//! The notes view component: wires the API client to the state container.
//!
//! Reconciliation model: every successful mutation is followed by a full
//! re-fetch, so the published snapshot always equals server state as of the
//! most recent successful list call. The client never predicts a mutation's
//! effect locally.

use std::sync::Arc;

use crate::api::NotesApiClient;
use crate::config::ClientConfig;
use crate::error::{Error, Result};
use crate::store::{NotesStore, Operation, Snapshot};

/// Client component owning the API client and the published view state.
pub struct NotesClient {
    api: NotesApiClient,
    store: Arc<NotesStore>,
}

impl NotesClient {
    /// Builds a client against the configured backend with a fresh store.
    pub fn new(config: &ClientConfig) -> Result<Self> {
        Ok(Self {
            api: NotesApiClient::new(config)?,
            store: Arc::new(NotesStore::new()),
        })
    }

    /// The shared state container, for subscriptions and direct reads.
    #[must_use]
    pub fn store(&self) -> &Arc<NotesStore> {
        &self.store
    }

    /// Current state snapshot.
    #[must_use]
    pub fn state(&self) -> Snapshot {
        self.store.state()
    }

    /// Replaces the collection with a fresh server snapshot.
    ///
    /// On failure the previous collection is kept as-is and the message is
    /// recorded; the caller may simply re-invoke. A response that loses the
    /// race to a newer list call is discarded.
    pub async fn list(&self) -> Result<()> {
        let seq = self.store.next_list_seq();
        self.store.begin(Operation::List);

        match self.api.fetch_notes().await {
            Ok(notes) => {
                if !self.store.apply_notes(seq, notes) {
                    tracing::debug!(seq, "Discarded stale list response");
                }
                self.store.finish(Operation::List);
                Ok(())
            }
            Err(error) => {
                self.store.fail(Operation::List, error.to_string());
                Err(error)
            }
        }
    }

    /// Creates a note, then re-fetches the authoritative collection.
    ///
    /// Whitespace-only content is rejected before any network call. The
    /// create response body is discarded by design; the follow-up list is
    /// the source of truth for server-assigned fields. On success the draft
    /// buffer is cleared; on failure it is preserved so the user can retry
    /// without retyping.
    pub async fn create(&self, content: &str) -> Result<()> {
        let trimmed = content.trim();
        if trimmed.is_empty() {
            let error = Error::EmptyContent;
            self.store.fail(Operation::Create, error.to_string());
            return Err(error);
        }

        self.store.begin(Operation::Create);
        match self.api.create_note(trimmed).await {
            Ok(()) => {
                self.store.finish(Operation::Create);
                self.store.clear_draft();
                self.list().await
            }
            Err(error) => {
                self.store.fail(Operation::Create, error.to_string());
                Err(error)
            }
        }
    }

    /// Submits the current draft buffer as a new note.
    pub async fn submit_draft(&self) -> Result<()> {
        let draft = self.state().draft;
        self.create(&draft).await
    }

    /// Deletes a note, then re-fetches the collection unconditionally.
    ///
    /// A failed delete is surfaced as an error, but the re-fetch still runs
    /// first so the view matches server truth either way; the delete failure
    /// is recorded after the fetch so it survives the fetch's error reset.
    /// Deleting an id the backend answers 2xx for remains a silent no-op.
    pub async fn delete(&self, id: &str) -> Result<()> {
        self.store.begin(Operation::Delete);
        let deleted = self.api.delete_note(id).await;
        self.store.finish(Operation::Delete);

        let listed = self.list().await;

        if let Err(error) = deleted {
            tracing::warn!(id, "Delete failed: {error}");
            self.store.record_error(error.to_string());
            return Err(error);
        }
        listed
    }
}

#[cfg(test)]
mod tests {
    use std::io::{Read, Write};
    use std::net::{TcpListener, TcpStream};
    use std::thread;

    use pretty_assertions::assert_eq;

    use super::*;

    // Nothing listens on TCP port 9 (discard); connecting fails immediately,
    // which exercises the transport-error paths without a live backend.
    fn unreachable_client() -> NotesClient {
        let config = ClientConfig::new("http://127.0.0.1:9/api").unwrap();
        NotesClient::new(&config).unwrap()
    }

    /// Minimal HTTP/1.1 backend answering each request from a canned
    /// method+path table, one connection per request.
    ///
    /// Returns the base URL to point a client at. Unknown routes get a 404
    /// with an empty body.
    fn spawn_backend(routes: Vec<(&'static str, &'static str, &'static str)>) -> String {
        let listener = TcpListener::bind("127.0.0.1:0").expect("bind backend listener");
        let base_url = format!("http://{}", listener.local_addr().expect("backend addr"));

        thread::spawn(move || {
            for stream in listener.incoming() {
                let Ok(mut stream) = stream else { break };
                let request = read_request(&mut stream);
                let mut request_line = request.lines().next().unwrap_or("").split_whitespace();
                let method = request_line.next().unwrap_or("");
                let path = request_line.next().unwrap_or("");

                let (status, body) = routes
                    .iter()
                    .find(|(route_method, route_path, _)| {
                        *route_method == method && *route_path == path
                    })
                    .map_or(("404 Not Found", ""), |(_, _, body)| ("200 OK", *body));

                let response = format!(
                    "HTTP/1.1 {status}\r\nContent-Type: application/json\r\nContent-Length: {}\r\nConnection: close\r\n\r\n{body}",
                    body.len()
                );
                let _ = stream.write_all(response.as_bytes());
            }
        });

        base_url
    }

    fn read_request(stream: &mut TcpStream) -> String {
        let mut buffer = [0u8; 4096];
        let mut raw = Vec::new();
        loop {
            let Ok(read) = stream.read(&mut buffer) else { break };
            if read == 0 {
                break;
            }
            raw.extend_from_slice(&buffer[..read]);

            if let Some(header_end) = raw.windows(4).position(|window| window == b"\r\n\r\n") {
                let headers = String::from_utf8_lossy(&raw[..header_end]).to_string();
                let content_length = headers
                    .lines()
                    .find_map(|line| {
                        let (name, value) = line.split_once(':')?;
                        if name.eq_ignore_ascii_case("content-length") {
                            value.trim().parse::<usize>().ok()
                        } else {
                            None
                        }
                    })
                    .unwrap_or(0);
                if raw.len() >= header_end + 4 + content_length {
                    break;
                }
            }
        }
        String::from_utf8_lossy(&raw).to_string()
    }

    fn client_for(base_url: &str) -> NotesClient {
        let config = ClientConfig::new(format!("{base_url}/api")).unwrap();
        NotesClient::new(&config).unwrap()
    }

    fn contents(snapshot: &Snapshot) -> Vec<String> {
        snapshot
            .notes
            .iter()
            .map(|note| note.content.clone())
            .collect()
    }

    #[tokio::test]
    async fn create_reconciles_from_follow_up_list() {
        // The create response body deliberately disagrees with the list
        // response; the store must reflect only the latter.
        let base_url = spawn_backend(vec![
            (
                "POST",
                "/api/notes",
                r#"{"_id":"server-id","content":"Server says something else"}"#,
            ),
            (
                "GET",
                "/api/notes",
                r#"[{"_id":"n1","content":"Buy milk","createdAt":"2026-08-30T10:00:00Z"}]"#,
            ),
        ]);
        let client = client_for(&base_url);
        client.store().set_draft("Buy milk");

        client.submit_draft().await.unwrap();

        let state = client.state();
        assert_eq!(contents(&state), vec!["Buy milk"]);
        assert_eq!(state.draft, "");
        assert_eq!(state.last_error, None);
        assert!(!state.is_busy());
    }

    #[tokio::test]
    async fn delete_reconciles_from_follow_up_list() {
        let base_url = spawn_backend(vec![
            ("DELETE", "/api/notes/n1", "{}"),
            ("GET", "/api/notes", r#"[{"_id":"n2","content":"Still here"}]"#),
        ]);
        let client = client_for(&base_url);

        client.delete("n1").await.unwrap();

        let state = client.state();
        assert_eq!(contents(&state), vec!["Still here"]);
        assert_eq!(state.last_error, None);
        assert!(!state.is_busy());
    }

    #[tokio::test]
    async fn delete_of_unknown_id_is_a_silent_no_op() {
        // The backend answers 2xx for ids it no longer holds; the follow-up
        // list still runs and the final state is server truth, no error.
        let base_url = spawn_backend(vec![
            ("DELETE", "/api/notes/abc123", "{}"),
            ("GET", "/api/notes", r#"[{"_id":"n3","content":"Unrelated"}]"#),
        ]);
        let client = client_for(&base_url);

        client.delete("abc123").await.unwrap();

        let state = client.state();
        assert_eq!(contents(&state), vec!["Unrelated"]);
        assert_eq!(state.last_error, None);
    }

    #[tokio::test]
    async fn create_rejects_empty_content_without_network() {
        let client = unreachable_client();

        let result = client.create("   ").await;
        assert!(matches!(result, Err(Error::EmptyContent)));

        let state = client.state();
        assert!(!state.is_busy());
        assert_eq!(
            state.last_error.as_deref(),
            Some("Note content cannot be empty.")
        );
        assert!(state.notes.is_empty());
    }

    #[tokio::test]
    async fn submit_draft_rejects_empty_draft_and_preserves_it() {
        let client = unreachable_client();
        client.store().set_draft("  ");

        assert!(client.submit_draft().await.is_err());
        assert_eq!(client.state().draft, "  ");
    }

    #[tokio::test]
    async fn list_failure_keeps_previous_notes() {
        let client = unreachable_client();

        let result = client.list().await;
        assert!(matches!(result, Err(Error::Transport(_))));

        let state = client.state();
        assert!(state.notes.is_empty());
        assert!(!state.is_busy());
        assert!(state.last_error.is_some());
    }

    #[tokio::test]
    async fn delete_failure_is_surfaced_after_reconcile() {
        let client = unreachable_client();

        let result = client.delete("abc123").await;
        assert!(result.is_err());

        let state = client.state();
        assert!(!state.is_busy());
        assert!(state.last_error.is_some());
    }

    #[tokio::test]
    async fn create_failure_preserves_draft() {
        let client = unreachable_client();
        client.store().set_draft("Buy milk");

        assert!(client.submit_draft().await.is_err());

        let state = client.state();
        assert_eq!(state.draft, "Buy milk");
        assert!(state.last_error.is_some());
    }
}
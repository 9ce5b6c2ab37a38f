//! Jot CLI - capture notes to a remote notes service from the terminal
//!
//! Quick capture with minimal friction: `jot "my thought here"`.

mod cli;
mod commands;
mod error;

use clap::{CommandFactory, Parser};

use crate::cli::{Cli, Commands};
use crate::error::CliError;

#[tokio::main]
async fn main() {
    if let Err(error) = run().await {
        eprintln!("Error: {error}");
        std::process::exit(1);
    }
}

async fn run() -> Result<(), CliError> {
    dotenvy::dotenv().ok();

    tracing_subscriber::fmt()
        .with_env_filter(
            tracing_subscriber::EnvFilter::from_default_env()
                .add_directive("jot=info".parse().unwrap()),
        )
        .init();

    let cli = Cli::parse();
    let api_url = cli.api_url;

    match cli.command {
        Some(Commands::Add { content }) => commands::add::run_add(&content, api_url).await?,
        Some(Commands::List { limit, json }) => {
            commands::list::run_list(limit, json, api_url).await?;
        }
        Some(Commands::Delete { id }) => commands::delete::run_delete(&id, api_url).await?,
        Some(Commands::Completions { shell, output }) => {
            commands::completions::run_completions(shell, output.as_deref())?;
        }
        None => {
            // Quick capture mode: jot "my thought"
            if cli.note.is_empty() {
                Cli::command().print_help().map_err(CliError::Io)?;
                println!();
            } else {
                commands::add::run_add(&cli.note, api_url).await?;
            }
        }
    }

    Ok(())
}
================
_Exercise prompt_. The required answer is the exact run of lines above starting at the line with "self.store.state()" and ending at the line with "let seq = self.store.next_list_seq();", with both ends present.

_The completed task_.
        self.store.state()
    }

    /// Replaces the collection with a fresh server snapshot.
    ///
    /// On failure the previous collection is kept as-is and the message is
    /// recorded; the caller may simply re-invoke. A response that loses the
    /// race to a newer list call is discarded.
    pub async fn list(&self) -> Result<()> {
        let seq = self.store.next_list_seq();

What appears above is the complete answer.